* **TRY IT**: What are the lines from the one containing "let state = reducer" through the end of the listing below? Return them exactly, and only them.

Start of SOURCE INFORMATION

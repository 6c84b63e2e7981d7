//! Fuzz target for the hash reducer.
//!
//! Feeds arbitrary raw field/value pairs through load, set and delete. Bad
//! values must come back as errors, never panics.

#![no_main]

use libfuzzer_sys::fuzz_target;
use replica_cache::caches::HashReducer;
use replica_cache::{JsonCodec, Operation, ReplicaVariant};

fuzz_target!(|data: (Vec<(String, String)>, String, String)| {
    let (pairs, field, raw) = data;
    let reducer: HashReducer<serde_json::Value, JsonCodec> = HashReducer::new("fuzz", JsonCodec);

    let state = reducer
        .reduce(&reducer.initial_state(), Operation::Load(pairs))
        .unwrap_or_default();

    if let Ok(next) = reducer.reduce(&state, Operation::Set((field.clone(), raw))) {
        assert!(next.contains_key(&field));
    }

    let deleted = reducer
        .reduce(&state, Operation::Delete(field.clone()))
        .expect("delete cannot fail");
    assert!(!deleted.contains_key(&field));
});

End of SOURCE INFORMATION

* **TASK ANSWER**:
    let state = reducer
        .reduce(&reducer.initial_state(), Operation::Load(pairs))
        .unwrap_or_default();

    if let Ok(next) = reducer.reduce(&state, Operation::Set((field.clone(), raw))) {
        assert!(next.contains_key(&field));
    }

    let deleted = reducer
        .reduce(&state, Operation::Delete(field.clone()))
        .expect("delete cannot fail");
    assert!(!deleted.contains_key(&field));
});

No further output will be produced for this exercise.